Não sabe se acordou ou ainda está dormindo e começando a sonhar um sonho ruim. Deitara um pouco mais tarde que o normal, comemorando a vitória de seu time, parte da vizinhança fogueteando a outra, e agora todo o estrépito poderia parecer-se a uma repetição da festa, mas não. Abre os olhos, pisca uma, duas vezes; a mulher ao lado faz o mesmo, atônita sem saber. No quarto ao lado, surge do meio do sono o lamento estranhado do filho. Tudo isso nuns segundos que, de tão rápidos, nem se contam. Mas o som. O som agora é urgente, não há festa, nem cornetas e nem estouro de foguetes. O som parece ser – mas não pode, ele pensa, enquanto ainda pisca sem saber se já acordou – o de um alto-falante gritando para que todos saiam de casa, voz imperativa e metálica que repete e repete o comando, como se assim se fortalecesse. Que todos deixem suas casas, manda a voz. Ele sabe que está acordado, passou-se outro segundo, suficiente para descobrir que o pesadelo não está acontecendo em sonhos. Então se ouvem as batidas na porta, como se não se importassem em derrubá-la, e o comando é o mesmo: saiam agora de suas casas. Em meio ao desencontro em que ainda se encontra, ele já consegue perceber os berros de apavorada pressa da vizinhança, o grito assustado da esposa, o choro indefeso do moleque no quarto ao lado, e então pula da cama. A voz grita outra vez a mesma ordem, já mais distante, parece que precisa acordar todas as ruas do bairro com o seu grito: saiam agora de suas casas, para a sua segurança.

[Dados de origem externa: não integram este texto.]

//! Cached Gym Repository
//!
//! Cache-aside decorator over any `GymRepository`.

use std::sync::Arc;

use async_trait::async_trait;
use tracing::debug;

use crate::cache::{CacheKey, CacheRegistry};
use crate::error::Result;
use crate::models::{Gym, VerificationStatus};
use crate::repository::lists::{batch_read_through, read_through, resolve_list, store_list};
use crate::repository::GymRepository;

// == Cached Gym Repository ==
/// Serves gym reads from the registry's gym cache and keeps it in step with writes.
///
/// Reads are authoritative for the TTL window; errors from the wrapped
/// repository pass through and are never cached.
pub struct CachedGymRepository<R> {
    inner: Arc<R>,
    caches: Arc<CacheRegistry>,
}

impl<R: GymRepository> CachedGymRepository<R> {
    pub fn new(inner: Arc<R>, caches: Arc<CacheRegistry>) -> Self {
        Self { inner, caches }
    }

    async fn cached_list<F, Fut>(&self, list_key: String, fetch: F) -> Result<Vec<Gym>>
    where
        F: FnOnce() -> Fut + Send,
        Fut: std::future::Future<Output = Result<Vec<Gym>>> + Send,
    {
        let search = self.caches.search();
        let gyms = self.caches.gyms();

        if let Some(hit) = resolve_list(search, gyms, &list_key) {
            return Ok(hit);
        }

        let fetched = fetch().await?;
        store_list(search, gyms, &list_key, &fetched);
        Ok(fetched)
    }

    /// Caches a written gym and drops every cached list.
    fn remember_written(&self, gym: &Gym) {
        self.caches.gyms().set(CacheKey::gym(&gym.id), gym.clone());
        self.caches.search().remove_all();
    }
}

#[async_trait]
impl<R: GymRepository> GymRepository for CachedGymRepository<R> {
    async fn get_gym(&self, id: &str) -> Result<Option<Gym>> {
        read_through(self.caches.gyms(), CacheKey::gym(id), || {
            self.inner.get_gym(id)
        })
        .await
    }

    async fn get_all_gyms(&self) -> Result<Vec<Gym>> {
        self.cached_list(CacheKey::all_gyms(), || self.inner.get_all_gyms())
            .await
    }

    async fn search_gyms(&self, query: &str) -> Result<Vec<Gym>> {
        self.cached_list(CacheKey::gym_search(query), || {
            self.inner.search_gyms(query)
        })
        .await
    }

    async fn get_gyms(&self, ids: &[String]) -> Result<Vec<Gym>> {
        batch_read_through(self.caches.gyms(), ids, |missing| async move {
            self.inner.get_gyms(&missing).await
        })
        .await
    }

    async fn get_favorite_gyms(&self, user_id: &str) -> Result<Vec<Gym>> {
        self.cached_list(CacheKey::favorite_gyms(user_id), || {
            self.inner.get_favorite_gyms(user_id)
        })
        .await
    }

    async fn create_gym(&self, gym: Gym) -> Result<Gym> {
        let created = self.inner.create_gym(gym).await?;
        self.remember_written(&created);
        debug!(gym_id = %created.id, "cached created gym");
        Ok(created)
    }

    async fn update_gym(&self, gym: Gym) -> Result<Gym> {
        let updated = self.inner.update_gym(gym).await?;
        self.remember_written(&updated);
        Ok(updated)
    }

    async fn delete_gym(&self, id: &str) -> Result<()> {
        self.inner.delete_gym(id).await?;
        self.caches.invalidate_gym_related_data(id);
        Ok(())
    }

    async fn update_verification_status(
        &self,
        id: &str,
        status: VerificationStatus,
    ) -> Result<Gym> {
        let updated = self.inner.update_verification_status(id, status).await?;
        self.remember_written(&updated);
        Ok(updated)
    }

    async fn update_gym_image(&self, id: &str, image: Vec<u8>) -> Result<String> {
        let url = self.inner.update_gym_image(id, image).await?;
        // Evict rather than patch; the next read picks up the new image.
        self.caches.gyms().remove(&CacheKey::gym(id));
        Ok(url)
    }
}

Ele então atina em vestir as calças, num átimo a mulher já está vestida e traz no colo o filho que, apenas pelo calor dos braços da mãe, diminuiu o choro em que se acordara. Ele pega a mão da esposa e dessa vez é ele quem ordena que saiam, não sabe bem porque mas tem a certeza imediata de que deve ser assim, e nem documentos, nem papeis, nem fotografias, nem bem-quereres, nem as roupinhas do menino, nem nada: saem sozinhos, eles mesmos e seus pavores. Quando chegam à rua, já estão os vizinhos disparando seus passos perdidos, e então correm todos na mesma direção, seguindo sem saber a voz metálica do alto-falante e os policiais que batem com força nas portas das casas, acordando em medos a madrugada.

Olham para trás quando acham que é possível. Lá atrás, rumor líquido que se devolve às mãos humanas, vem a água, imperiosa e invencível, invadindo as casas e as ruas, as portas e as janelas, as memórias e as vidas.